ASSIGNMENT – Only a number is expected in reply: the count of lines below where the word "before" occurs.

DATA –
☆ ☆ ☆

use crate::db::Db;
use crate::error::{DocdexError, Result};
use chrono::Utc;
use rusqlite::{params, OptionalExtension, Row};
use std::collections::HashMap;

/// Failure messages stored on a document row are capped at this many chars.
const ERROR_MSG_MAX_CHARS: usize = 1000;

/// Processing status of a catalog document.
///
/// Transitions: `pending -> processing -> {indexed, failed}`. Rows are
/// created directly in `processing` since creation happens right before the
/// pipeline starts expensive work.
#[derive(Debug, Clone, Copy, PartialEq, Eq)]
pub enum DocumentStatus {
    Pending,
    Processing,
    Indexed,
    Failed,
}

impl DocumentStatus {
    pub fn as_str(&self) -> &'static str {
        match self {
            DocumentStatus::Pending => "pending",
            DocumentStatus::Processing => "processing",
            DocumentStatus::Indexed => "indexed",
            DocumentStatus::Failed => "failed",
        }
    }

    pub fn parse(s: &str) -> Result<Self> {
        match s {
            "pending" => Ok(DocumentStatus::Pending),
            "processing" => Ok(DocumentStatus::Processing),
            "indexed" => Ok(DocumentStatus::Indexed),
            "failed" => Ok(DocumentStatus::Failed),
            other => Err(DocdexError::InvalidInput(format!(
                "Unknown document status: {}",
                other
            ))),
        }
    }
}

/// A durable catalog document row
#[derive(Debug, Clone)]
pub struct DocumentRecord {
    pub doc_id: i64,
    pub folder_id: Option<i64>,
    pub file_name: String,
    pub path: String,
    pub file_type: String,
    pub content_hash: String,
    pub size_bytes: i64,
    pub dept_id: i64,
    pub role_id: i64,
    pub page_count: i64,
    pub status: DocumentStatus,
    pub error_msg: Option<String>,
    pub created_at: String,
    pub updated_at: String,
}

/// Fields for a new document row
#[derive(Debug, Clone)]
pub struct NewDocument {
    pub folder_id: Option<i64>,
    pub file_name: String,
    pub path: String,
    pub file_type: String,
    pub content_hash: String,
    pub size_bytes: i64,
    pub dept_id: i64,
    pub role_id: i64,
}

/// Result of attempting to create a `processing` row.
///
/// `DuplicateHash` is the uniqueness backstop: two pipeline runs raced past
/// the dedup check and the loser gets the winner's id instead of an error.
#[derive(Debug, Clone, Copy, PartialEq, Eq)]
pub enum CreateOutcome {
    Created(i64),
    DuplicateHash(i64),
}

const DOCUMENT_COLUMNS: &str = "doc_id, folder_id, file_name, path, file_type, content_hash, \
     size_bytes, dept_id, role_id, page_count, status, error_msg, created_at, updated_at";

fn map_document(row: &Row<'_>) -> rusqlite::Result<DocumentRecord> {
    let status_str: String = row.get(10)?;
    let status = DocumentStatus::parse(&status_str).map_err(|e| {
        rusqlite::Error::FromSqlConversionFailure(10, rusqlite::types::Type::Text, Box::new(e))
    })?;
    Ok(DocumentRecord {
        doc_id: row.get(0)?,
        folder_id: row.get(1)?,
        file_name: row.get(2)?,
        path: row.get(3)?,
        file_type: row.get(4)?,
        content_hash: row.get(5)?,
        size_bytes: row.get(6)?,
        dept_id: row.get(7)?,
        role_id: row.get(8)?,
        page_count: row.get(9)?,
        status,
        error_msg: row.get(11)?,
        created_at: row.get(12)?,
        updated_at: row.get(13)?,
    })
}

fn is_unique_violation_on(err: &rusqlite::Error, column: &str) -> bool {
    matches!(
        err,
        rusqlite::Error::SqliteFailure(e, Some(msg))
            if e.code == rusqlite::ErrorCode::ConstraintViolation && msg.contains(column)
    )
}

/// Truncate to a character count, never splitting a multi-byte char.
fn truncate_chars(s: &str, max_chars: usize) -> String {
    s.chars().take(max_chars).collect()
}

/// Look up a live document by its content fingerprint (the dedup key).
pub async fn find_by_hash(db: &Db, content_hash: &str) -> Result<Option<DocumentRecord>> {
    let hash = content_hash.to_string();
    db.with_connection(move |conn| {
        let sql = format!(
            "SELECT {} FROM documents WHERE content_hash = ?1",
            DOCUMENT_COLUMNS
        );
        let doc = conn
            .query_row(&sql, params![hash], map_document)
            .optional()?;
        Ok::<Option<DocumentRecord>, DocdexError>(doc)
    })
    .await
}

/// Fetch a document by id, or `DocumentNotFound`.
pub async fn get(db: &Db, doc_id: i64) -> Result<DocumentRecord> {
    let doc = db
        .with_connection(move |conn| {
            let sql = format!("SELECT {} FROM documents WHERE doc_id = ?1", DOCUMENT_COLUMNS);
            let doc = conn
                .query_row(&sql, params![doc_id], map_document)
                .optional()?;
            Ok::<Option<DocumentRecord>, DocdexError>(doc)
        })
        .await?;
    doc.ok_or_else(|| DocdexError::DocumentNotFound(format!("doc_id={}", doc_id)))
}

/// Create a document row in `processing` status.
///
/// Returns the new id before any expensive pipeline work runs, so a crash
/// mid-pipeline leaves a discoverable `processing`/`failed` row. A uniqueness
/// violation on content_hash resolves to the already-existing row's id.
pub async fn create_processing(db: &Db, new: NewDocument) -> Result<CreateOutcome> {
    db.with_connection(move |conn| {
        let now = Utc::now().to_rfc3339();
        let inserted = conn.execute(
            "INSERT INTO documents (
                folder_id, file_name, path, file_type, content_hash,
                size_bytes, dept_id, role_id, status, created_at, updated_at
            ) VALUES (?1, ?2, ?3, ?4, ?5, ?6, ?7, ?8, 'processing', ?9, ?9)",
            params![
                new.folder_id,
                new.file_name,
                new.path,
                new.file_type,
                new.content_hash,
                new.size_bytes,
                new.dept_id,
                new.role_id,
                now,
            ],
        );

        match inserted {
            Ok(_) => Ok(CreateOutcome::Created(conn.last_insert_rowid())),
            Err(e) if is_unique_violation_on(&e, "documents.content_hash") => {
                let existing: Option<i64> = conn
                    .query_row(
                        "SELECT doc_id FROM documents WHERE content_hash = ?1",
                        params![new.content_hash],
                        |row| row.get(0),
                    )
                    .optional()?;
                match existing {
                    Some(id) => Ok(CreateOutcome::DuplicateHash(id)),
                    None => Err(DocdexError::Database(e)),
                }
            }
            Err(e) => Err(DocdexError::Database(e)),
        }
    })
    .await
}

/// Flip a document to `indexed`, record its page count, clear any old error.
pub async fn mark_indexed(db: &Db, doc_id: i64, page_count: i64) -> Result<()> {
    db.with_connection(move |conn| {
        let now = Utc::now().to_rfc3339();
        let updated = conn.execute(
            "UPDATE documents SET status = 'indexed', page_count = ?2, error_msg = NULL, \
             updated_at = ?3 WHERE doc_id = ?1",
            params![doc_id, page_count, now],
        )?;
        if updated == 0 {
            return Err(DocdexError::DocumentNotFound(format!("doc_id={}", doc_id)));
        }
        Ok(())
    })
    .await
}

/// Flip a document to `failed` and retain a truncated error message.
pub async fn mark_failed(db: &Db, doc_id: i64, error_msg: &str) -> Result<()> {
    let msg = truncate_chars(error_msg, ERROR_MSG_MAX_CHARS);
    db.with_connection(move |conn| {
        let now = Utc::now().to_rfc3339();
        let updated = conn.execute(
            "UPDATE documents SET status = 'failed', error_msg = ?2, updated_at = ?3 \
             WHERE doc_id = ?1",
            params![doc_id, msg, now],
        )?;
        if updated == 0 {
            return Err(DocdexError::DocumentNotFound(format!("doc_id={}", doc_id)));
        }
        Ok(())
    })
    .await
}

/// Delete a document row. Chunks cascade via the foreign key.
pub async fn delete_document(db: &Db, doc_id: i64) -> Result<()> {
    db.with_connection(move |conn| {
        let deleted = conn.execute("DELETE FROM documents WHERE doc_id = ?1", params![doc_id])?;
        if deleted == 0 {
            return Err(DocdexError::DocumentNotFound(format!("doc_id={}", doc_id)));
        }
        Ok(())
    })
    .await
}

/// Load every live document keyed by path for sync classification.
pub async fn active_by_path(db: &Db) -> Result<HashMap<String, DocumentRecord>> {
    db.with_connection(move |conn| {
        let sql = format!(
            "SELECT {} FROM documents WHERE status IN ('indexed', 'pending', 'processing', 'failed')",
            DOCUMENT_COLUMNS
        );
        let mut stmt = conn.prepare(&sql)?;
        let rows = stmt.query_map([], map_document)?;
        let mut map = HashMap::new();
        for row in rows {
            let doc = row?;
            map.insert(doc.path.clone(), doc);
        }
        Ok::<HashMap<String, DocumentRecord>, DocdexError>(map)
    })
    .await
}

/// Document counts per status, for observability.
pub async fn count_by_status(db: &Db) -> Result<Vec<(String, i64)>> {
    db.with_connection(move |conn| {
        let mut stmt = conn
            .prepare("SELECT status, COUNT(*) FROM documents GROUP BY status ORDER BY status")?;
        let rows = stmt.query_map([], |row| {
            Ok((row.get::<_, String>(0)?, row.get::<_, i64>(1)?))
        })?;
        let mut counts = Vec::new();
        for row in rows {
            counts.push(row?);
        }
        Ok::<Vec<(String, i64)>, DocdexError>(counts)
    })
    .await
}

#[cfg(test)]
mod tests {
    use super::*;
    use crate::db::migrate;
    use std::path::PathBuf;
    use tempfile::TempDir;

    async fn setup_test_db() -> (Db, TempDir) {
        let temp_dir = TempDir::new().unwrap();
        let db_path = temp_dir.path().join("test.db");
        let db = Db::new(&db_path);
        let migrations_dir = PathBuf::from(env!("CARGO_MANIFEST_DIR")).join("migrations");
        db.with_connection(move |conn| migrate::run_migrations(conn, &migrations_dir))
            .await
            .unwrap();
        (db, temp_dir)
    }

    fn sample_doc(path: &str, hash: &str, size: i64) -> NewDocument {
        NewDocument {
            folder_id: None,
            file_name: path.rsplit('/').next().unwrap_or(path).to_string(),
            path: path.to_string(),
            file_type: "pdf".to_string(),
            content_hash: hash.to_string(),
            size_bytes: size,
            dept_id: 1,
            role_id: 3,
        }
    }

    #[tokio::test]
    async fn test_create_and_get() {
        let (db, _tmp) = setup_test_db().await;
        let outcome = create_processing(&db, sample_doc("/docs/a.pdf", "h1", 10))
            .await
            .unwrap();
        let doc_id = match outcome {
            CreateOutcome::Created(id) => id,
            other => panic!("expected Created, got {:?}", other),
        };

        let doc = get(&db, doc_id).await.unwrap();
        assert_eq!(doc.path, "/docs/a.pdf");
        assert_eq!(doc.status, DocumentStatus::Processing);
        assert_eq!(doc.size_bytes, 10);
        assert!(doc.error_msg.is_none());
    }

    #[tokio::test]
    async fn test_duplicate_hash_returns_existing_id() {
        let (db, _tmp) = setup_test_db().await;
        let first = create_processing(&db, sample_doc("/docs/a.pdf", "same", 10))
            .await
            .unwrap();
        let CreateOutcome::Created(first_id) = first else {
            panic!("expected Created");
        };

        // Same content at a different path loses the race cleanly
        let second = create_processing(&db, sample_doc("/docs/copy.pdf", "same", 10))
            .await
            .unwrap();
        assert_eq!(second, CreateOutcome::DuplicateHash(first_id));
    }

    #[tokio::test]
    async fn test_status_transitions() {
        let (db, _tmp) = setup_test_db().await;
        let CreateOutcome::Created(doc_id) =
            create_processing(&db, sample_doc("/docs/a.pdf", "h1", 10))
                .await
                .unwrap()
        else {
            panic!("expected Created");
        };

        mark_failed(&db, doc_id, "parse blew up").await.unwrap();
        let doc = get(&db, doc_id).await.unwrap();
        assert_eq!(doc.status, DocumentStatus::Failed);
        assert_eq!(doc.error_msg.as_deref(), Some("parse blew up"));

        mark_indexed(&db, doc_id, 7).await.unwrap();
        let doc = get(&db, doc_id).await.unwrap();
        assert_eq!(doc.status, DocumentStatus::Indexed);
        assert_eq!(doc.page_count, 7);
        assert!(doc.error_msg.is_none());
    }

    #[tokio::test]
    async fn test_mark_failed_truncates_long_errors() {
        let (db, _tmp) = setup_test_db().await;
        let CreateOutcome::Created(doc_id) =
            create_processing(&db, sample_doc("/docs/a.pdf", "h1", 10))
                .await
                .unwrap()
        else {
            panic!("expected Created");
        };

        let long = "x".repeat(5000);
        mark_failed(&db, doc_id, &long).await.unwrap();
        let doc = get(&db, doc_id).await.unwrap();
        assert_eq!(doc.error_msg.unwrap().chars().count(), 1000);
    }

    #[tokio::test]
    async fn test_find_by_hash_and_active_by_path() {
        let (db, _tmp) = setup_test_db().await;
        create_processing(&db, sample_doc("/docs/a.pdf", "h1", 10))
            .await
            .unwrap();
        create_processing(&db, sample_doc("/docs/b.pdf", "h2", 20))
            .await
            .unwrap();

        let found = find_by_hash(&db, "h2").await.unwrap().unwrap();
        assert_eq!(found.path, "/docs/b.pdf");
        assert!(find_by_hash(&db, "missing").await.unwrap().is_none());

        let by_path = active_by_path(&db).await.unwrap();
        assert_eq!(by_path.len(), 2);
        assert!(by_path.contains_key("/docs/a.pdf"));
    }

    #[tokio::test]
    async fn test_delete_document() {
        let (db, _tmp) = setup_test_db().await;
        let CreateOutcome::Created(doc_id) =
            create_processing(&db, sample_doc("/docs/a.pdf", "h1", 10))
                .await
                .unwrap()
        else {
            panic!("expected Created");
        };

        delete_document(&db, doc_id).await.unwrap();
        assert!(matches!(
            get(&db, doc_id).await,
            Err(DocdexError::DocumentNotFound(_))
        ));
        // Path may be reused after deletion
        let outcome = create_processing(&db, sample_doc("/docs/a.pdf", "h1b", 11))
            .await
            .unwrap();
        assert!(matches!(outcome, CreateOutcome::Created(_)));
    }

    #[test]
    fn test_status_round_trip() {
        for status in [
            DocumentStatus::Pending,
            DocumentStatus::Processing,
            DocumentStatus::Indexed,
            DocumentStatus::Failed,
        ] {
            assert_eq!(DocumentStatus::parse(status.as_str()).unwrap(), status);
        }
        assert!(DocumentStatus::parse("bogus").is_err());
    }
}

☆ ☆ ☆

TASK RESPONSE – 2